> [To do]
Count every line below that holds the word "PathBuf", and give the number with no other words.

> [Data supplied]
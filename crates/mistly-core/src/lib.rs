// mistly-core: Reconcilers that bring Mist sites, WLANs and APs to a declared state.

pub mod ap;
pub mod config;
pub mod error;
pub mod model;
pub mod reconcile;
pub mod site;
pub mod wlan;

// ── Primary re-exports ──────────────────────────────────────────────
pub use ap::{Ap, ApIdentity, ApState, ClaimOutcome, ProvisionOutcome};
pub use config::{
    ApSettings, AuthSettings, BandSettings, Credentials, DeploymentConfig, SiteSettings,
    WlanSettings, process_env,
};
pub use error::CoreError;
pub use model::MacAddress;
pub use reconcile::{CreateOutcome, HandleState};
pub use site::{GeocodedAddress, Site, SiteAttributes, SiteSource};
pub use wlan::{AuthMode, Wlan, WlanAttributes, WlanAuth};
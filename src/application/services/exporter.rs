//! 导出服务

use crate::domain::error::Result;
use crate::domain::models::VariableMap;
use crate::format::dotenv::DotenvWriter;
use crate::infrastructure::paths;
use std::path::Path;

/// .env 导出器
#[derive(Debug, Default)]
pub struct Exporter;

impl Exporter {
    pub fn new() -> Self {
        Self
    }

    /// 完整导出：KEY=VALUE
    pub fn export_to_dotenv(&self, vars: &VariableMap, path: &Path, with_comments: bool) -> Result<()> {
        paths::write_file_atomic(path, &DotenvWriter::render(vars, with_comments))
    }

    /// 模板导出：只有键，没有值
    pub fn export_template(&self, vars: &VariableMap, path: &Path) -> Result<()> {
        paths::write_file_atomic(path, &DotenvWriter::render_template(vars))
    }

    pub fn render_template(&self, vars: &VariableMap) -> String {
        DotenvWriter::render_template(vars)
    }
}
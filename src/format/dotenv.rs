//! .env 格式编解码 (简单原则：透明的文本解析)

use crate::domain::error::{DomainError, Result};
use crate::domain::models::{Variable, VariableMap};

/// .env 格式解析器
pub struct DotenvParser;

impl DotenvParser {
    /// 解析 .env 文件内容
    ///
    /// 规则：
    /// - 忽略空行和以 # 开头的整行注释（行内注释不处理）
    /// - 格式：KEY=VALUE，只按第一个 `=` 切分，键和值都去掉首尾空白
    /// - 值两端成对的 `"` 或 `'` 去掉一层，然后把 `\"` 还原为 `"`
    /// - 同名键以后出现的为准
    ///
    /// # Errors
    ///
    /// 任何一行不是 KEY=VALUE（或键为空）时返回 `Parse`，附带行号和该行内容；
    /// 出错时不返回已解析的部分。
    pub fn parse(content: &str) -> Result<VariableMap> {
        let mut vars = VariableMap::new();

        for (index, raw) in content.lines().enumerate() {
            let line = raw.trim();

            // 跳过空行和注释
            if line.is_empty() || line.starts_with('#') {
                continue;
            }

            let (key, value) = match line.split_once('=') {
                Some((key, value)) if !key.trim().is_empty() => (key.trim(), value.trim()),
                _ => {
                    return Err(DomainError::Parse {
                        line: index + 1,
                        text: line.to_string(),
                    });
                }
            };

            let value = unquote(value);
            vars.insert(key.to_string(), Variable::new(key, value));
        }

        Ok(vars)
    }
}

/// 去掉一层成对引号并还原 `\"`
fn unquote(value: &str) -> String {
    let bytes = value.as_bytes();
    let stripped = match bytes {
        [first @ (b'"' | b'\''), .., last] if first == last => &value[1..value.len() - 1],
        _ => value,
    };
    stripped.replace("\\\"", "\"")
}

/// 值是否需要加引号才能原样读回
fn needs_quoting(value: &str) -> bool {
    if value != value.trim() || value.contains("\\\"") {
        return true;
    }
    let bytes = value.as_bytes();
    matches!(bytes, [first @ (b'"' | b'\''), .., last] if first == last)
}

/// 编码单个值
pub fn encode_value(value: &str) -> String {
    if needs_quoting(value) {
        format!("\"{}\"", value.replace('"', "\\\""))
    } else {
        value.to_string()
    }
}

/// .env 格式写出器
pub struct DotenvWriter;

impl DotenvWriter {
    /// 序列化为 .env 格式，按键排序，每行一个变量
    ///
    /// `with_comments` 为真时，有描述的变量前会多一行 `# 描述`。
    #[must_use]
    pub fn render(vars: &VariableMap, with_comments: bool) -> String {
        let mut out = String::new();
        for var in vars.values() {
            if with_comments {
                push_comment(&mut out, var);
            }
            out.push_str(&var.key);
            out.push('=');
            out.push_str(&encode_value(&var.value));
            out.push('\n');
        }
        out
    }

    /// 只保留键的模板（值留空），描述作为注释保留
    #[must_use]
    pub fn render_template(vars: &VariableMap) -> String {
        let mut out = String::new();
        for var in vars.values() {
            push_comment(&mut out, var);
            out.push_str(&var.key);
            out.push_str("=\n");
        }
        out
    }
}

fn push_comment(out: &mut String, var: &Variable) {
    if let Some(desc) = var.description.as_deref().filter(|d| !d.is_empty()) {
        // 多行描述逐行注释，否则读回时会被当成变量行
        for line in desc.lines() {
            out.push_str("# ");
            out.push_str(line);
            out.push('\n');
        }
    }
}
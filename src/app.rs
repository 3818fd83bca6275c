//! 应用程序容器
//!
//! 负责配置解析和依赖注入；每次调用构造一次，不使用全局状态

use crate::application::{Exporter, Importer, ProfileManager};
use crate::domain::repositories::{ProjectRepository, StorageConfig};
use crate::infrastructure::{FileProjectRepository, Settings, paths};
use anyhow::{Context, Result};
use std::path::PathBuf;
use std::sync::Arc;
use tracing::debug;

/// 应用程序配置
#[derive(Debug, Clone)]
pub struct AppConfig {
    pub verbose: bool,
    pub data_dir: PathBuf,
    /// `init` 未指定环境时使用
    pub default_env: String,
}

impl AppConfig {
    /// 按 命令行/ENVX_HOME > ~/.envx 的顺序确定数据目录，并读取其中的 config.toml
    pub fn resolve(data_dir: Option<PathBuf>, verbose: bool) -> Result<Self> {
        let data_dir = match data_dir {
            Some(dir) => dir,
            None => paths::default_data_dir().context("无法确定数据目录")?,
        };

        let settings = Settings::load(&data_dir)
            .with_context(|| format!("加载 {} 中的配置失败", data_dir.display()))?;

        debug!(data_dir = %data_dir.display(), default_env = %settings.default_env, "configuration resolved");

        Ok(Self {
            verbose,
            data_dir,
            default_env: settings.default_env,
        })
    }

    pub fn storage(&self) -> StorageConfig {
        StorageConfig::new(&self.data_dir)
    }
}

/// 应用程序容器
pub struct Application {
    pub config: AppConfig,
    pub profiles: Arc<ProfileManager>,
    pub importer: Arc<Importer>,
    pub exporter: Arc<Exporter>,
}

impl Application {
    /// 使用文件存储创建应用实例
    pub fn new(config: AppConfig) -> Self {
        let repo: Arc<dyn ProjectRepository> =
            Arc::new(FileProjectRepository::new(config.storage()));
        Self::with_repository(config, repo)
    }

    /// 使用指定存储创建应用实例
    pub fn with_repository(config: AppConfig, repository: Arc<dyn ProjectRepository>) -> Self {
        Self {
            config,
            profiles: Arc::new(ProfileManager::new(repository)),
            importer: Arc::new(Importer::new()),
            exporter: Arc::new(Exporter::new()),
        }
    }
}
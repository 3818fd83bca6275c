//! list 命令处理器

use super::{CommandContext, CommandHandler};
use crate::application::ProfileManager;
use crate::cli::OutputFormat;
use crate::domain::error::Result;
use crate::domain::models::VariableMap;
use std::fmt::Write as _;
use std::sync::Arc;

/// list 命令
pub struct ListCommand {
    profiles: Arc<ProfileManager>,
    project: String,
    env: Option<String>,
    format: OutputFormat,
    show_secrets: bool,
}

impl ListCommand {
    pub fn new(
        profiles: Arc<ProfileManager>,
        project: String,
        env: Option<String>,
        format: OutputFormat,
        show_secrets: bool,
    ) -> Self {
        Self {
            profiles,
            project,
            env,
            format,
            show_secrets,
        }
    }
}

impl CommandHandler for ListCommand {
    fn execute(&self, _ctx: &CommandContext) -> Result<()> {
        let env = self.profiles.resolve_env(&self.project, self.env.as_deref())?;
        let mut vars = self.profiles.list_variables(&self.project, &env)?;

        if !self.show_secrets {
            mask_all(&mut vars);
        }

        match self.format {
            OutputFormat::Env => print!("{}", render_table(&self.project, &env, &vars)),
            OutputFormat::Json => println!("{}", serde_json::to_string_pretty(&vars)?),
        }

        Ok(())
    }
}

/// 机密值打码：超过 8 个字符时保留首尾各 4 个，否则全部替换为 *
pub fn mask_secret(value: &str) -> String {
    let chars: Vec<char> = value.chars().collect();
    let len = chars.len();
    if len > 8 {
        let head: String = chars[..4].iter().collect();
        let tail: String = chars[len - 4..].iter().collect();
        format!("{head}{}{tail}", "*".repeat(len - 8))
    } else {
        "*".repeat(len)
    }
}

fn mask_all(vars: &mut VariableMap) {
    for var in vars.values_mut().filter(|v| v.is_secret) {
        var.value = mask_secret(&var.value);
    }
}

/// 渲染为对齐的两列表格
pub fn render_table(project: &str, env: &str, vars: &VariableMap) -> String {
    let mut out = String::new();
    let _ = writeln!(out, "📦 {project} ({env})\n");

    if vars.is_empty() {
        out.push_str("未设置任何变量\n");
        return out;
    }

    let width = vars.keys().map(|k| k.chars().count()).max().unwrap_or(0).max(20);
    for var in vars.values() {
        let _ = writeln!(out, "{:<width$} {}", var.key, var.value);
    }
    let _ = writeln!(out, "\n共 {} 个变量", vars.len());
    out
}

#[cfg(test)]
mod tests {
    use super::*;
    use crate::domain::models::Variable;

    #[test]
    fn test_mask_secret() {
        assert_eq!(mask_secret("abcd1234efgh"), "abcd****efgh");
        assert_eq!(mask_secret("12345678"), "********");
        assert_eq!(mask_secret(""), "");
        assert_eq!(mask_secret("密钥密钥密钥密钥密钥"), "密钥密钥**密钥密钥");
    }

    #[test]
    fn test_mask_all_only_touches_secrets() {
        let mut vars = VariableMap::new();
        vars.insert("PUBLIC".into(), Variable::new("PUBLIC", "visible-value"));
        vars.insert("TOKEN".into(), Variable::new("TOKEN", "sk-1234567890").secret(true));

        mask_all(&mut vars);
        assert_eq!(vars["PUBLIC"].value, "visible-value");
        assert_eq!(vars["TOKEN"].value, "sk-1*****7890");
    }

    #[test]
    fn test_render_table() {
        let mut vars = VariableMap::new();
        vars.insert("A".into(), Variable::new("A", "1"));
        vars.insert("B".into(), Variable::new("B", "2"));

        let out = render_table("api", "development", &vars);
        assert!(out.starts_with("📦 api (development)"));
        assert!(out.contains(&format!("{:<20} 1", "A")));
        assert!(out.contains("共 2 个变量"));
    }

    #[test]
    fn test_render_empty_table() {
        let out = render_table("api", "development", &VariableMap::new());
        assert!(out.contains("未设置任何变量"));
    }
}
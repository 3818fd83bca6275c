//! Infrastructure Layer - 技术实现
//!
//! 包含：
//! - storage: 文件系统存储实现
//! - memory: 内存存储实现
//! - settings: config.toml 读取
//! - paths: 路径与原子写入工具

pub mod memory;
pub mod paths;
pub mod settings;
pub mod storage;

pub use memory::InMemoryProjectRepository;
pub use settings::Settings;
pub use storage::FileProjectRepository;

> [Solution]
3